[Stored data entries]
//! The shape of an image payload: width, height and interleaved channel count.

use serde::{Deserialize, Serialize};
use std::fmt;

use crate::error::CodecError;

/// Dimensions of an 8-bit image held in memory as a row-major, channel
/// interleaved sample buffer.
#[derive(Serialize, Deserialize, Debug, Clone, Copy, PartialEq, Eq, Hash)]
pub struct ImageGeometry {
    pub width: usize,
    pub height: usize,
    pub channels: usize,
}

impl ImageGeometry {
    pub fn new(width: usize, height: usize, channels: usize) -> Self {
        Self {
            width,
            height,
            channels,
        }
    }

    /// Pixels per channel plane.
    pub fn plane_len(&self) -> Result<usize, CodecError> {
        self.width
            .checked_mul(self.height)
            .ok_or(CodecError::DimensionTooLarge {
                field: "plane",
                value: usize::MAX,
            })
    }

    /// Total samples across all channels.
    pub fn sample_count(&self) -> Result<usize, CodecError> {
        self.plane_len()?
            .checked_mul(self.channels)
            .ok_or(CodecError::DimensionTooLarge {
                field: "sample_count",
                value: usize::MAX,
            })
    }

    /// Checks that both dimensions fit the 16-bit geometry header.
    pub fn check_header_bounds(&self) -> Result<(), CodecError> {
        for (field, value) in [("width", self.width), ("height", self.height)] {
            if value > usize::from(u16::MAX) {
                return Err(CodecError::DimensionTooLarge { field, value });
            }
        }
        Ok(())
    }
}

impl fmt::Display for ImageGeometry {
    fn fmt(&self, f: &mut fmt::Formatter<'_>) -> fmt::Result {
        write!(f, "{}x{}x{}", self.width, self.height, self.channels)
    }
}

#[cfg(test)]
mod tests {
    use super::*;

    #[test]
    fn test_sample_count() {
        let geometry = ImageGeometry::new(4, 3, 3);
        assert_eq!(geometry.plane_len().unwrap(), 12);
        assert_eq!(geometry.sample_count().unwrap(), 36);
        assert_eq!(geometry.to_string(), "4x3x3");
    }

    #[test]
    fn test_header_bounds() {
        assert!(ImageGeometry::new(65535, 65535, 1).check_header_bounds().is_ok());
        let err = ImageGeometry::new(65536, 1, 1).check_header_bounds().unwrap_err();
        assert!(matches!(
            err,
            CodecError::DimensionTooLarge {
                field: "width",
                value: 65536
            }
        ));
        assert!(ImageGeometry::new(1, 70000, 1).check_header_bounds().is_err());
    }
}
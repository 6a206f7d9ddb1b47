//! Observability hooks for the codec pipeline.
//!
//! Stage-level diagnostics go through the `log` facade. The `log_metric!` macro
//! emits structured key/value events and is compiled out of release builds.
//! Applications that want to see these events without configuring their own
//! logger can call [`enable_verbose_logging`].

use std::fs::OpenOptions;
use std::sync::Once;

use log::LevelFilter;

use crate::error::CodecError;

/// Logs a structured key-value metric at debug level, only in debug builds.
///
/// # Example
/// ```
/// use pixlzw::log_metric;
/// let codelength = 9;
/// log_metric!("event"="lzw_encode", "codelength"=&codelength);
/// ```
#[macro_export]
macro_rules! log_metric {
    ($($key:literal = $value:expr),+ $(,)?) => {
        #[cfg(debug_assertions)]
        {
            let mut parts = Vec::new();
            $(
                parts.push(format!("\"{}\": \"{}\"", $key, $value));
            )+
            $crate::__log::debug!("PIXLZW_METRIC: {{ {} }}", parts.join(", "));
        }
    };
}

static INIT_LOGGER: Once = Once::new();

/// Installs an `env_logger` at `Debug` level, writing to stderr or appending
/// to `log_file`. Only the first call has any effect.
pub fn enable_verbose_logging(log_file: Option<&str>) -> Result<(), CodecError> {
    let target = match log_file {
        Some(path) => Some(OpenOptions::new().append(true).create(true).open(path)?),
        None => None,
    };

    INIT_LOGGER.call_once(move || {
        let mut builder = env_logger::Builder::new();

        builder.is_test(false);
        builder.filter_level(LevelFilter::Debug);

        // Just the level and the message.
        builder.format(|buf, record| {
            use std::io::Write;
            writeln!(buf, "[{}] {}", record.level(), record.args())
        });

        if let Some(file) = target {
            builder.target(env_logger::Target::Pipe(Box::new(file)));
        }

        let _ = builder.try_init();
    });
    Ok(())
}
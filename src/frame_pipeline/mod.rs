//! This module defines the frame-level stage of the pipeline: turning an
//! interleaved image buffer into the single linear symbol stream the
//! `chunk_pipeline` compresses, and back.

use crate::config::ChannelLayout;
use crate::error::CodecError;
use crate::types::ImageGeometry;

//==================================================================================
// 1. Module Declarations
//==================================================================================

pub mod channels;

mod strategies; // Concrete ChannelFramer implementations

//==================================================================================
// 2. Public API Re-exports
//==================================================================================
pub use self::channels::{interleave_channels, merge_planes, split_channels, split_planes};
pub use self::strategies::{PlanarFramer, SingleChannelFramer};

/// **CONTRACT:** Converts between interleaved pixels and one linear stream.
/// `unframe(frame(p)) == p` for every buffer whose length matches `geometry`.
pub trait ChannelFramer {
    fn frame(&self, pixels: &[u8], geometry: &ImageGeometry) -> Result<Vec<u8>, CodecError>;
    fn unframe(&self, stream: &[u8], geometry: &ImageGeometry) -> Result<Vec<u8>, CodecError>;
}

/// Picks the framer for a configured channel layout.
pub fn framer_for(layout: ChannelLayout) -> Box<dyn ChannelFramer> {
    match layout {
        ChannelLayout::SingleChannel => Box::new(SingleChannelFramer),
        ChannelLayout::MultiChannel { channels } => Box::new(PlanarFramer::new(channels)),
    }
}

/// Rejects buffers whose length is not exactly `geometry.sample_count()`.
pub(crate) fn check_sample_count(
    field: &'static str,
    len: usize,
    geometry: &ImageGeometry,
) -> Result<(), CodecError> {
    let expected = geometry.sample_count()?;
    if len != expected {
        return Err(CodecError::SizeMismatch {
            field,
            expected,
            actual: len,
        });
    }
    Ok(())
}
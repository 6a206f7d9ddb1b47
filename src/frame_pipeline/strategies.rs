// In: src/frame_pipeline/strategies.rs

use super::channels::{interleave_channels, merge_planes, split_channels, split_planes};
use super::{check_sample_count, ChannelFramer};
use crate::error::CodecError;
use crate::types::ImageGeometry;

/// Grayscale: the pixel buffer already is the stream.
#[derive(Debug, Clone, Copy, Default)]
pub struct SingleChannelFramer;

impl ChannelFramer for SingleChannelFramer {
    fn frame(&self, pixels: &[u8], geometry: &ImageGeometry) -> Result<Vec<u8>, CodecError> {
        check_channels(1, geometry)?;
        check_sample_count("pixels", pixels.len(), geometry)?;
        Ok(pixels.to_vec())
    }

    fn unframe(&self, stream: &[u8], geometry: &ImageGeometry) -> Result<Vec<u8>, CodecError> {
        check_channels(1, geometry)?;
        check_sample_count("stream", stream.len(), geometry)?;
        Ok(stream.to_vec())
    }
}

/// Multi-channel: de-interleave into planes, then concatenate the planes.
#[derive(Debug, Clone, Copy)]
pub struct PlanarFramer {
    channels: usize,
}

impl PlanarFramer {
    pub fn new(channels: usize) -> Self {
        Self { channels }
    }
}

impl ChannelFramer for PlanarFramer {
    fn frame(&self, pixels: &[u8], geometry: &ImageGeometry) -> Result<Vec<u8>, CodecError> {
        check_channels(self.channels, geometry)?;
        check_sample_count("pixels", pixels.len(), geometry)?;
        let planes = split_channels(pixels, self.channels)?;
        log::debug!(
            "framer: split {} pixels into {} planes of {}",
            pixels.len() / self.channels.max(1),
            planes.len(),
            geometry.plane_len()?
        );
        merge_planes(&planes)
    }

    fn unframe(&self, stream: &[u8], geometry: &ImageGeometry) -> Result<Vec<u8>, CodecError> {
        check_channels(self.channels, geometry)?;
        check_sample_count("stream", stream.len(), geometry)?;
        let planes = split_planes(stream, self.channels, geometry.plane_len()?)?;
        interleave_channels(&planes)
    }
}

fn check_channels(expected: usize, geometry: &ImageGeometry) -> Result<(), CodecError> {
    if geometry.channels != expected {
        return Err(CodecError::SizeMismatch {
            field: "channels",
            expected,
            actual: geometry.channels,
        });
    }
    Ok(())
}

What the task asks:
Look above for the line with "pub fn new(width: usize, height: usize, channels: usize)" and the line with "if value > usize::from(u16::MAX)". Retype those two lines and every line between them exactly, adding nothing.

Output:
    pub fn new(width: usize, height: usize, channels: usize) -> Self {
        Self {
            width,
            height,
            channels,
        }
    }

    /// Pixels per channel plane.
    pub fn plane_len(&self) -> Result<usize, CodecError> {
        self.width
            .checked_mul(self.height)
            .ok_or(CodecError::DimensionTooLarge {
                field: "plane",
                value: usize::MAX,
            })
    }

    /// Total samples across all channels.
    pub fn sample_count(&self) -> Result<usize, CodecError> {
        self.plane_len()?
            .checked_mul(self.channels)
            .ok_or(CodecError::DimensionTooLarge {
                field: "sample_count",
                value: usize::MAX,
            })
    }

    /// Checks that both dimensions fit the 16-bit geometry header.
    pub fn check_header_bounds(&self) -> Result<(), CodecError> {
        for (field, value) in [("width", self.width), ("height", self.height)] {
            if value > usize::from(u16::MAX) {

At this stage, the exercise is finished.